Collected data:
--
//! Adapter for raw engine detections.
//!
//! Each recognition engine reports boxes in its own shape. This module
//! accepts the three shapes seen in practice and normalizes them into a
//! [`BoundingBox`]:
//!
//! - 4-point polygon: `[[x, y], [x, y], [x, y], [x, y]]`
//! - object: `{"x1": .., "y1": .., "x2": .., "y2": ..}` (missing keys are `0`)
//! - flat list: `[x1, y1, x2, y2]` (short lists are padded with `0`)

use serde::{Deserialize, Serialize};

use super::bbox::BoundingBox;
use super::geometry::Point;
use super::model::clamp_confidence;

/// Engine name used when a detection does not say where it came from.
pub const UNKNOWN_ENGINE: &str = "unknown";

/// A box in any of the engine-specific shapes.
#[derive(Clone, Debug, PartialEq, Serialize, Deserialize)]
#[serde(untagged)]
pub enum RawBBox {
    Polygon(Vec<[f64; 2]>),
    Flat(Vec<f64>),
    Object(BoundingBox),
}

impl Default for RawBBox {
    fn default() -> Self {
        RawBBox::Object(BoundingBox::default())
    }
}

impl RawBBox {
    /// Normalizes into an axis-aligned box.
    pub fn to_bbox(&self) -> BoundingBox {
        match self {
            RawBBox::Polygon(points) => {
                let points: Vec<Point> = points.iter().map(|[x, y]| Point::new(*x, *y)).collect();
                BoundingBox::enclosing(&points)
            }
            RawBBox::Flat(values) => {
                let at = |i: usize| values.get(i).copied().unwrap_or(0.0);
                BoundingBox::new(at(0), at(1), at(2), at(3))
            }
            RawBBox::Object(bbox) => *bbox,
        }
    }
}

/// One text detection as reported by an engine adapter.
#[derive(Clone, Debug, PartialEq, Serialize, Deserialize)]
pub struct RawDetection {
    /// Optional engine-assigned id; the pipeline mints one when absent.
    #[serde(default, skip_serializing_if = "Option::is_none")]
    pub id: Option<String>,

    pub text: String,

    #[serde(default)]
    pub bbox: RawBBox,

    #[serde(default, skip_serializing_if = "Option::is_none")]
    pub confidence: Option<f64>,

    #[serde(default = "default_engine")]
    pub engine: String,

    /// Tile origin when the engine ran on a crop of the drawing.
    #[serde(default, skip_serializing_if = "Option::is_none")]
    pub offset: Option<Point>,
}

fn default_engine() -> String {
    UNKNOWN_ENGINE.to_string()
}

impl RawDetection {
    /// Creates a detection with an object-shaped box.
    pub fn new(engine: impl Into<String>, text: impl Into<String>, bbox: BoundingBox) -> Self {
        Self {
            id: None,
            text: text.into(),
            bbox: RawBBox::Object(bbox),
            confidence: None,
            engine: engine.into(),
            offset: None,
        }
    }

    /// Sets the confidence.
    pub fn with_confidence(mut self, confidence: f64) -> Self {
        self.confidence = Some(confidence);
        self
    }

    /// Sets the detection id.
    pub fn with_id(mut self, id: impl Into<String>) -> Self {
        self.id = Some(id.into());
        self
    }

    /// Sets the tile offset.
    pub fn with_offset(mut self, dx: f64, dy: f64) -> Self {
        self.offset = Some(Point::new(dx, dy));
        self
    }

    /// Box in full-drawing coordinates (tile offset applied).
    pub fn page_bbox(&self) -> BoundingBox {
        let bbox = self.bbox.to_bbox();
        match self.offset {
            Some(offset) => bbox.translated(offset.x, offset.y),
            None => bbox,
        }
    }

    /// Confidence clamped into `[0, 1]`; absent means fully confident.
    pub fn normalized_confidence(&self) -> f64 {
        self.confidence.map(clamp_confidence).unwrap_or(1.0)
    }
}
use bytes::Bytes;
use std::fmt;

/// A reply on the wire. Every response is a single `\n`-terminated line.
///
/// `Nil` (a GET on an absent key) is a normal response, not an error; the
/// only error responses are malformed command lines.
#[derive(Clone, Debug, PartialEq)]
pub enum Response {
    /// `OK\n`, answering a successful SET.
    Ok,
    /// `<value>\n`, answering a successful GET.
    Value(Bytes),
    /// `(nil)\n`, answering a GET on a key that was never set.
    Nil,
    /// `(error) <detail>\n`, answering a malformed command line.
    Error(String),
}

impl From<Response> for Vec<u8> {
    fn from(response: Response) -> Vec<u8> {
        match response {
            Response::Ok => b"OK\n".to_vec(),
            Response::Value(data) => {
                let mut bytes = Vec::with_capacity(data.len() + 1);
                bytes.extend_from_slice(&data);
                bytes.push(b'\n');
                bytes
            }
            Response::Nil => b"(nil)\n".to_vec(),
            Response::Error(detail) => format!("(error) {}\n", detail).into_bytes(),
        }
    }
}

impl fmt::Display for Response {
    fn fmt(&self, f: &mut fmt::Formatter<'_>) -> fmt::Result {
        match self {
            Response::Ok => write!(f, "OK"),
            Response::Value(data) => write!(f, "{}", String::from_utf8_lossy(data)),
            Response::Nil => write!(f, "(nil)"),
            Response::Error(detail) => write!(f, "(error) {}", detail),
        }
    }
}
use clap::Parser;
use std::net::{IpAddr, SocketAddr};

use linekv::store::Store;
use linekv::{server, Error};

const PORT: u16 = 8080;
const SHARDS: usize = 16;

#[derive(Parser, Debug)]
struct Args {
    /// The address to listen on
    #[arg(long, env = "LINEKV_HOST", default_value = "127.0.0.1")]
    host: IpAddr,

    /// The port to listen on
    #[arg(short, long, env = "LINEKV_PORT", default_value_t = PORT)]
    port: u16,

    /// Number of store shards
    #[arg(long, default_value_t = SHARDS)]
    shards: usize,

    /// Approximate maximum number of resident keys; the capacity is split
    /// between store shards, and a full shard evicts its least recently
    /// used key. Unlimited when omitted.
    #[arg(long, env = "LINEKV_MAX_KEYS")]
    max_keys: Option<usize>,
}

#[tokio::main]
async fn main() -> Result<(), Error> {
    let args = Args::parse();

    let store = match args.max_keys {
        Some(max_keys) => Store::bounded(args.shards, max_keys),
        None => Store::with_shards(args.shards),
    };

    server::run(SocketAddr::new(args.host, args.port), store).await
}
--
*Exercise requirements:*
From beginning to end, the data must be duplicated exactly.

*Written response:*
//! Adapter for raw engine detections.
//!
//! Each recognition engine reports boxes in its own shape. This module
//! accepts the three shapes seen in practice and normalizes them into a
//! [`BoundingBox`]:
//!
//! - 4-point polygon: `[[x, y], [x, y], [x, y], [x, y]]`
//! - object: `{"x1": .., "y1": .., "x2": .., "y2": ..}` (missing keys are `0`)
//! - flat list: `[x1, y1, x2, y2]` (short lists are padded with `0`)

use serde::{Deserialize, Serialize};

use super::bbox::BoundingBox;
use super::geometry::Point;
use super::model::clamp_confidence;

/// Engine name used when a detection does not say where it came from.
pub const UNKNOWN_ENGINE: &str = "unknown";

/// A box in any of the engine-specific shapes.
#[derive(Clone, Debug, PartialEq, Serialize, Deserialize)]
#[serde(untagged)]
pub enum RawBBox {
    Polygon(Vec<[f64; 2]>),
    Flat(Vec<f64>),
    Object(BoundingBox),
}

impl Default for RawBBox {
    fn default() -> Self {
        RawBBox::Object(BoundingBox::default())
    }
}

impl RawBBox {
    /// Normalizes into an axis-aligned box.
    pub fn to_bbox(&self) -> BoundingBox {
        match self {
            RawBBox::Polygon(points) => {
                let points: Vec<Point> = points.iter().map(|[x, y]| Point::new(*x, *y)).collect();
                BoundingBox::enclosing(&points)
            }
            RawBBox::Flat(values) => {
                let at = |i: usize| values.get(i).copied().unwrap_or(0.0);
                BoundingBox::new(at(0), at(1), at(2), at(3))
            }
            RawBBox::Object(bbox) => *bbox,
        }
    }
}

/// One text detection as reported by an engine adapter.
#[derive(Clone, Debug, PartialEq, Serialize, Deserialize)]
pub struct RawDetection {
    /// Optional engine-assigned id; the pipeline mints one when absent.
    #[serde(default, skip_serializing_if = "Option::is_none")]
    pub id: Option<String>,

    pub text: String,

    #[serde(default)]
    pub bbox: RawBBox,

    #[serde(default, skip_serializing_if = "Option::is_none")]
    pub confidence: Option<f64>,

    #[serde(default = "default_engine")]
    pub engine: String,

    /// Tile origin when the engine ran on a crop of the drawing.
    #[serde(default, skip_serializing_if = "Option::is_none")]
    pub offset: Option<Point>,
}

fn default_engine() -> String {
    UNKNOWN_ENGINE.to_string()
}

impl RawDetection {
    /// Creates a detection with an object-shaped box.
    pub fn new(engine: impl Into<String>, text: impl Into<String>, bbox: BoundingBox) -> Self {
        Self {
            id: None,
            text: text.into(),
            bbox: RawBBox::Object(bbox),
            confidence: None,
            engine: engine.into(),
            offset: None,
        }
    }

    /// Sets the confidence.
    pub fn with_confidence(mut self, confidence: f64) -> Self {
        self.confidence = Some(confidence);
        self
    }

    /// Sets the detection id.
    pub fn with_id(mut self, id: impl Into<String>) -> Self {
        self.id = Some(id.into());
        self
    }

    /// Sets the tile offset.
    pub fn with_offset(mut self, dx: f64, dy: f64) -> Self {
        self.offset = Some(Point::new(dx, dy));
        self
    }

    /// Box in full-drawing coordinates (tile offset applied).
    pub fn page_bbox(&self) -> BoundingBox {
        let bbox = self.bbox.to_bbox();
        match self.offset {
            Some(offset) => bbox.translated(offset.x, offset.y),
            None => bbox,
        }
    }

    /// Confidence clamped into `[0, 1]`; absent means fully confident.
    pub fn normalized_confidence(&self) -> f64 {
        self.confidence.map(clamp_confidence).unwrap_or(1.0)
    }
}
use bytes::Bytes;
use std::fmt;

/// A reply on the wire. Every response is a single `\n`-terminated line.
///
/// `Nil` (a GET on an absent key) is a normal response, not an error; the
/// only error responses are malformed command lines.
#[derive(Clone, Debug, PartialEq)]
pub enum Response {
    /// `OK\n`, answering a successful SET.
    Ok,
    /// `<value>\n`, answering a successful GET.
    Value(Bytes),
    /// `(nil)\n`, answering a GET on a key that was never set.
    Nil,
    /// `(error) <detail>\n`, answering a malformed command line.
    Error(String),
}

impl From<Response> for Vec<u8> {
    fn from(response: Response) -> Vec<u8> {
        match response {
            Response::Ok => b"OK\n".to_vec(),
            Response::Value(data) => {
                let mut bytes = Vec::with_capacity(data.len() + 1);
                bytes.extend_from_slice(&data);
                bytes.push(b'\n');
                bytes
            }
            Response::Nil => b"(nil)\n".to_vec(),
            Response::Error(detail) => format!("(error) {}\n", detail).into_bytes(),
        }
    }
}

impl fmt::Display for Response {
    fn fmt(&self, f: &mut fmt::Formatter<'_>) -> fmt::Result {
        match self {
            Response::Ok => write!(f, "OK"),
            Response::Value(data) => write!(f, "{}", String::from_utf8_lossy(data)),
            Response::Nil => write!(f, "(nil)"),
            Response::Error(detail) => write!(f, "(error) {}", detail),
        }
    }
}
use clap::Parser;
use std::net::{IpAddr, SocketAddr};

use linekv::store::Store;
use linekv::{server, Error};

const PORT: u16 = 8080;
const SHARDS: usize = 16;

#[derive(Parser, Debug)]
struct Args {
    /// The address to listen on
    #[arg(long, env = "LINEKV_HOST", default_value = "127.0.0.1")]
    host: IpAddr,

    /// The port to listen on
    #[arg(short, long, env = "LINEKV_PORT", default_value_t = PORT)]
    port: u16,

    /// Number of store shards
    #[arg(long, default_value_t = SHARDS)]
    shards: usize,

    /// Approximate maximum number of resident keys; the capacity is split
    /// between store shards, and a full shard evicts its least recently
    /// used key. Unlimited when omitted.
    #[arg(long, env = "LINEKV_MAX_KEYS")]
    max_keys: Option<usize>,
}

#[tokio::main]
async fn main() -> Result<(), Error> {
    let args = Args::parse();

    let store = match args.max_keys {
        Some(max_keys) => Store::bounded(args.shards, max_keys),
        None => Store::with_shards(args.shards),
    };

    server::run(SocketAddr::new(args.host, args.port), store).await
}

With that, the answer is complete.